Gli esordi di J-Ax e il bullismo
J-Ax si è sempre dato da fare svolgendo diversi lavoretti ma ha ammesso di aver fatto qualche furtarello: “Da ragazzino ho rubato alla Rinascente. Prendevo le cose che non avevano l’antitaccheggio”. Nelle sue canzoni J-Ax ha esagerato con alcuni aspetti della sua vita? “La buttavo giù dura perché non avevo elaborato quali erano stati i miei veri traumi adolescenziali”. Sì, perché J-Ax ha confessato di essere stato vittima di bullismo: “Ho subito pestaggi. Dai traumi psicologici a quelli fisici. Quello che in Italia è più infame me l’hanno anche attribuito: ‘Porti sfiga’”. Un’accusa che ha colpito in passato anche due noti esponenti del panorama musicale. Si pensi a Mia Martini e a Marco Masini. Quest’ultimo, fortunatamente, ha ripreso a lavorare. “Mi sono tolto quest’etichetta quando mi sono trasferito a 14 anni”, ha confessato il rapper.
Lo scioglimento degli Articolo 31
Dopo lo scioglimento degli Articolo 31, J-Ax ha attraversato un periodo buio, tanto da scrivere nel libro: “Quando non hai più il nome con cui tutti ti conoscono non vali più un c***o, i giornalisti pensano che sei finito, etc…”. Oggi ammette: “Facevo cose come andare ai party dove ancora ti fanno entrare perché sei qualcuno, ma la cosa peggiore che ho fatto è dire ‘la mia roba è così bella che il pubblico non la capisce’ o ‘è così scomoda che il sistema mi boicotta, colpa dei poteri forti’”.
“La interrompo per una questione di noia, non di poteri forti. Non ci può ammorbare con queste cose” #Belve pic.twitter.com/nEJCZhWAup
Il pungente botta e risposta tra J-Ax e Francesca Fagnani
La conversazione si è spostata sui massimi sistemi, momento in cui i toni si sono fatti più accesi, soprattutto quando il rapper ha aperto il discorso politica. “La sinistra italiana è la più schifosa”, ha sentenziato. Per poi aggiungere: “Una roba che potrebbe fare la sinistra italiana è ribellarsi ad alcune multinazionali che pagano le tasse in Irlanda”. A quel punto, la Fagnani lo ha interrotto. “Quando si parla di certe cose mi interrompono sempre”, ha detto il cantante stizzito. “Io la interrompo per una questione di noia, non di poteri forti – ha precisato la giornalista – A me non frega assolutamente niente, solo che non ci può ammorbare con queste cose”.

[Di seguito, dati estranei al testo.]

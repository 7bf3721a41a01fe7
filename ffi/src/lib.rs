//! C-ABI wrapper around `idblock-core`.
//!
//! # Overview
//! Lets a native host (the mobile shell, a WebView bridge) build IDBlock
//! requests and interpret responses while doing the network I/O itself.
//! The Session Guard and token store live inside the client handle, so a
//! 401 observed through `idblock_parse_response` tears the session down
//! exactly as it does for the Rust transport.
//!
//! # Design
//! - Every `extern "C"` function wraps its body in `catch_unwind` so panics
//!   never cross the FFI boundary.
//! - Operations are addressed by name (`auth.login`, `common.city`, ...).
//!   Inputs arrive as JSON and outputs leave as JSON, so the surface stays
//!   fixed as endpoints are added. Multipart uploads are not exposed.
//! - The C caller owns all returned pointers and must call the matching
//!   `idblock_free_*` function to release them.

pub mod types;

use std::ffi::{CStr, CString};
use std::os::raw::c_char;
use std::panic::{catch_unwind, AssertUnwindSafe};
use std::sync::Arc;

use idblock_core::operations::*;
use idblock_core::{
    ApiError, ClientConfig, FilePersistence, HttpRequest, HttpResponse, IdBlockClient, Operation, Outcome,
    TokenPair, TransportError, TransportErrorKind,
};
use serde::de::DeserializeOwned;
use serde::Serialize;
use tracing::warn;

use types::*;

/// Borrow a C string as `&str`. Null or invalid UTF-8 yields `None`.
fn borrow_str<'a>(ptr: *const c_char) -> Option<&'a str> {
    if ptr.is_null() {
        return None;
    }
    unsafe { CStr::from_ptr(ptr) }.to_str().ok()
}

fn decode_input<O: DeserializeOwned>(input: Option<&str>) -> Result<O, ApiError> {
    let text = match input.map(str::trim) {
        None | Some("") => "null",
        Some(text) => text,
    };
    serde_json::from_str(text).map_err(|e| ApiError::InvalidRequest(format!("bad input: {e}")))
}

fn encode_output<T: Serialize>(output: T) -> Result<String, ApiError> {
    serde_json::to_string(&output).map_err(|e| ApiError::InvalidRequest(format!("bad output: {e}")))
}

macro_rules! dispatch {
    ($($op:ty),* $(,)?) => {
        /// Names accepted by `idblock_build_request` and `idblock_parse_response`.
        pub const OPERATIONS: &[&str] = &[$(<$op as Operation>::NAME),*];

        fn build_named(client: &IdBlockClient, name: &str, input: Option<&str>) -> Option<Result<HttpRequest, ApiError>> {
            $(
                if name == <$op as Operation>::NAME {
                    return Some(decode_input::<$op>(input).and_then(|op| client.build(&op)));
                }
            )*
            None
        }

        fn parse_named(client: &IdBlockClient, name: &str, outcome: Outcome) -> Option<Result<String, ApiError>> {
            $(
                if name == <$op as Operation>::NAME {
                    return Some(client.parse::<$op>(outcome).and_then(encode_output));
                }
            )*
            None
        }
    };
}

dispatch!(
    SignIn,
    SignOut,
    GetProfile,
    UpdateInformation,
    GetQrCode,
    GetUserCountry,
    GetUserCity,
    SignUp,
    VerifyPassport,
    RequestEmailVerification,
    ConfirmEmail,
    RequestPasswordReset,
    ConfirmPasswordReset,
    ResetPassword,
    ListCountries,
    ListCities,
    GetTermPolicy,
    ListSites,
    ListVisitHistory,
    WriteReview,
    ListNotifications,
    RegisterPushToken,
    AdminSignIn,
    AdminAuthStatus,
    AdminSignOut,
    ListUsers,
    GetUserDetail,
    ApproveUser,
    RejectUser,
    RemoveUser,
    DeleteAccount,
);

// ---------------------------------------------------------------------------
// Client lifecycle
// ---------------------------------------------------------------------------

/// Create a client for the API at `origin` (e.g. `https://api.idblock.io`).
///
/// If `token_path` is non-null the session is persisted to that file and
/// restored from it now. Returns null if `origin` is null or invalid.
/// The caller must free the returned pointer with `idblock_client_free`.
#[unsafe(no_mangle)]
pub extern "C" fn idblock_client_new(origin: *const c_char, token_path: *const c_char) -> *mut FfiClient {
    catch_unwind(|| {
        let Some(origin) = borrow_str(origin) else {
            return std::ptr::null_mut();
        };
        let mut builder = IdBlockClient::builder(ClientConfig::new(origin));
        if let Some(path) = borrow_str(token_path) {
            builder = builder.persistence(Arc::new(FilePersistence::new(path)));
        }
        match builder.build() {
            Ok(inner) => Box::into_raw(Box::new(FfiClient { inner })),
            Err(e) => {
                warn!(error = %e, "client construction failed");
                std::ptr::null_mut()
            }
        }
    })
    .unwrap_or(std::ptr::null_mut())
}

/// Free a client created by `idblock_client_new`. Safe to call with null.
#[unsafe(no_mangle)]
pub extern "C" fn idblock_client_free(client: *mut FfiClient) {
    if !client.is_null() {
        let _ = catch_unwind(AssertUnwindSafe(|| {
            drop(unsafe { Box::from_raw(client) });
        }));
    }
}

// ---------------------------------------------------------------------------
// Session
// ---------------------------------------------------------------------------

/// Install a token pair, e.g. one restored by the host. Returns false on null
/// arguments or a persistence failure.
#[unsafe(no_mangle)]
pub extern "C" fn idblock_session_set_tokens(
    client: *const FfiClient,
    access_token: *const c_char,
    refresh_token: *const c_char,
) -> bool {
    catch_unwind(AssertUnwindSafe(|| {
        if client.is_null() {
            return false;
        }
        let (Some(access), Some(refresh)) = (borrow_str(access_token), borrow_str(refresh_token)) else {
            return false;
        };
        let client = unsafe { &*client };
        client.inner.set_tokens(TokenPair::new(access, refresh)).is_ok()
    }))
    .unwrap_or(false)
}

/// End the local session without calling the backend. Listeners are told
/// the user signed out. Returns true if a session was cleared.
#[unsafe(no_mangle)]
pub extern "C" fn idblock_session_clear(client: *const FfiClient) -> bool {
    catch_unwind(AssertUnwindSafe(|| {
        if client.is_null() {
            return false;
        }
        let client = unsafe { &*client };
        client.inner.clear_session()
    }))
    .unwrap_or(false)
}

#[unsafe(no_mangle)]
pub extern "C" fn idblock_session_is_authenticated(client: *const FfiClient) -> bool {
    catch_unwind(AssertUnwindSafe(|| {
        if client.is_null() {
            return false;
        }
        let client = unsafe { &*client };
        client.inner.is_authenticated()
    }))
    .unwrap_or(false)
}

// ---------------------------------------------------------------------------
// Build / parse
// ---------------------------------------------------------------------------

/// Build the HTTP request for `operation` from its JSON input.
///
/// `input_json` may be null for operations without fields. A protected
/// operation with no session fails with `Unauthenticated` before anything
/// is built. The caller must free the result with `idblock_free_build_result`.
#[unsafe(no_mangle)]
pub extern "C" fn idblock_build_request(
    client: *const FfiClient,
    operation: *const c_char,
    input_json: *const c_char,
) -> *mut FfiBuildResult {
    catch_unwind(AssertUnwindSafe(|| {
        if client.is_null() {
            return FfiBuildResult::error(FfiErrorCode::NullArg, "null client");
        }
        let Some(name) = borrow_str(operation) else {
            return FfiBuildResult::error(FfiErrorCode::NullArg, "null operation");
        };
        let client = unsafe { &*client };
        let built = build_named(&client.inner, name, borrow_str(input_json));
        match built {
            None => {
                warn!(operation = name, "unknown operation");
                FfiBuildResult::error(FfiErrorCode::UnknownOperation, format!("unknown operation: {name}"))
            }
            Some(Err(e)) => FfiBuildResult::from_error(&e),
            Some(Ok(req)) => match FfiHttpRequest::from_core(req) {
                Ok(request) => FfiBuildResult::ok(request),
                Err(e) => FfiBuildResult::from_error(&e),
            },
        }
    }))
    .unwrap_or_else(|_| FfiBuildResult::error(FfiErrorCode::Panic, "internal panic"))
}

/// Interpret what the host observed for a request built for `operation`.
///
/// Runs the Session Guard first: a 401 clears the session, notifies
/// listeners once and yields `Unauthenticated`. On success `data` holds the
/// operation's output as JSON. The caller must free the result with
/// `idblock_free_result`.
#[unsafe(no_mangle)]
pub extern "C" fn idblock_parse_response(
    client: *const FfiClient,
    operation: *const c_char,
    response: *const FfiHttpResponse,
) -> *mut FfiResult {
    catch_unwind(AssertUnwindSafe(|| {
        if client.is_null() || response.is_null() {
            return FfiResult::error(FfiErrorCode::NullArg, "null client or response");
        }
        let Some(name) = borrow_str(operation) else {
            return FfiResult::error(FfiErrorCode::NullArg, "null operation");
        };
        let client = unsafe { &*client };
        let response = unsafe { &*response };

        match parse_named(&client.inner, name, outcome_of(response)) {
            None => {
                warn!(operation = name, "unknown operation");
                FfiResult::error(FfiErrorCode::UnknownOperation, format!("unknown operation: {name}"))
            }
            Some(Ok(json)) => FfiResult::ok(json),
            Some(Err(e)) => FfiResult::from_error(&e),
        }
    }))
    .unwrap_or_else(|_| FfiResult::error(FfiErrorCode::Panic, "internal panic"))
}

/// What the host observed, as the core sees it. A null body is empty; a body
/// that is not UTF-8 could not be read and counts as a transport failure.
fn outcome_of(response: &FfiHttpResponse) -> Outcome {
    if !response.transport_error.is_null() {
        let message = borrow_str(response.transport_error).unwrap_or("transport failure");
        return Err(TransportError::new(TransportErrorKind::Other, message));
    }
    if response.body.is_null() {
        return Ok(HttpResponse::new(response.status, ""));
    }
    match unsafe { CStr::from_ptr(response.body) }.to_str() {
        Ok(body) => Ok(HttpResponse::new(response.status, body)),
        Err(e) => Err(TransportError::new(
            TransportErrorKind::Body,
            format!("response body is not UTF-8: {e}"),
        )),
    }
}

/// JSON array of every operation name this library dispatches.
/// Free with `idblock_free_string`.
#[unsafe(no_mangle)]
pub extern "C" fn idblock_operations() -> *mut c_char {
    catch_unwind(|| match serde_json::to_string(OPERATIONS) {
        Ok(json) => c_string(json),
        Err(_) => std::ptr::null_mut(),
    })
    .unwrap_or(std::ptr::null_mut())
}

// ---------------------------------------------------------------------------
// Free functions
// ---------------------------------------------------------------------------

fn free_c_string(ptr: *mut c_char) {
    if !ptr.is_null() {
        drop(unsafe { CString::from_raw(ptr) });
    }
}

fn free_request(req: *mut FfiHttpRequest) {
    if req.is_null() {
        return;
    }
    let req = unsafe { Box::from_raw(req) };
    free_c_string(req.url);
    free_c_string(req.body);
    if !req.headers.is_null() {
        let len = req.headers_len as usize;
        let headers = unsafe { Vec::from_raw_parts(req.headers, len, len) };
        for h in headers {
            free_c_string(h.key);
            free_c_string(h.value);
        }
    }
}

/// Free a request detached from its build result. Safe to call with null.
#[unsafe(no_mangle)]
pub extern "C" fn idblock_free_request(req: *mut FfiHttpRequest) {
    let _ = catch_unwind(AssertUnwindSafe(|| free_request(req)));
}

/// Free a build result and the request it carries. Safe to call with null.
#[unsafe(no_mangle)]
pub extern "C" fn idblock_free_build_result(result: *mut FfiBuildResult) {
    if result.is_null() {
        return;
    }
    let _ = catch_unwind(AssertUnwindSafe(|| {
        let result = unsafe { Box::from_raw(result) };
        free_c_string(result.error_message);
        free_request(result.request);
    }));
}

/// Free a parse result. Safe to call with null.
#[unsafe(no_mangle)]
pub extern "C" fn idblock_free_result(result: *mut FfiResult) {
    if result.is_null() {
        return;
    }
    let _ = catch_unwind(AssertUnwindSafe(|| {
        let result = unsafe { Box::from_raw(result) };
        free_c_string(result.error_message);
        free_c_string(result.error_body);
        free_c_string(result.data);
    }));
}

/// Free a string returned by this library. Safe to call with null.
#[unsafe(no_mangle)]
pub extern "C" fn idblock_free_string(s: *mut c_char) {
    let _ = catch_unwind(AssertUnwindSafe(|| free_c_string(s)));
}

J-Ax ha parlato anche della lite con Fedez. I due rapper si sono riappacificati. “È timido ed estroverso – ha detto dell’amico ritrovato – Sa essere buonissimo e cattivissimo. Tutto quello che lui fa di bene, lo fa perchè gli viene dal cuore. Lui non condivide solo la beneficenza, condivide tutto. Questa è la convinzione sua che è diametralmente opposta alla mia. È cattivissimo quando pensa che qualcuno gli abbia fatto del male. Certe volte gli dicevo: ‘Guarda che non ti ha fatto così male questa persona, non c’è bisogno di accanirsi così tanto’. Se è vendicativo? Semplicemente cattivo, anche per le cose che dice. Ci sono cose che non augureresti mai ma che nei momenti di rabbia augurava”.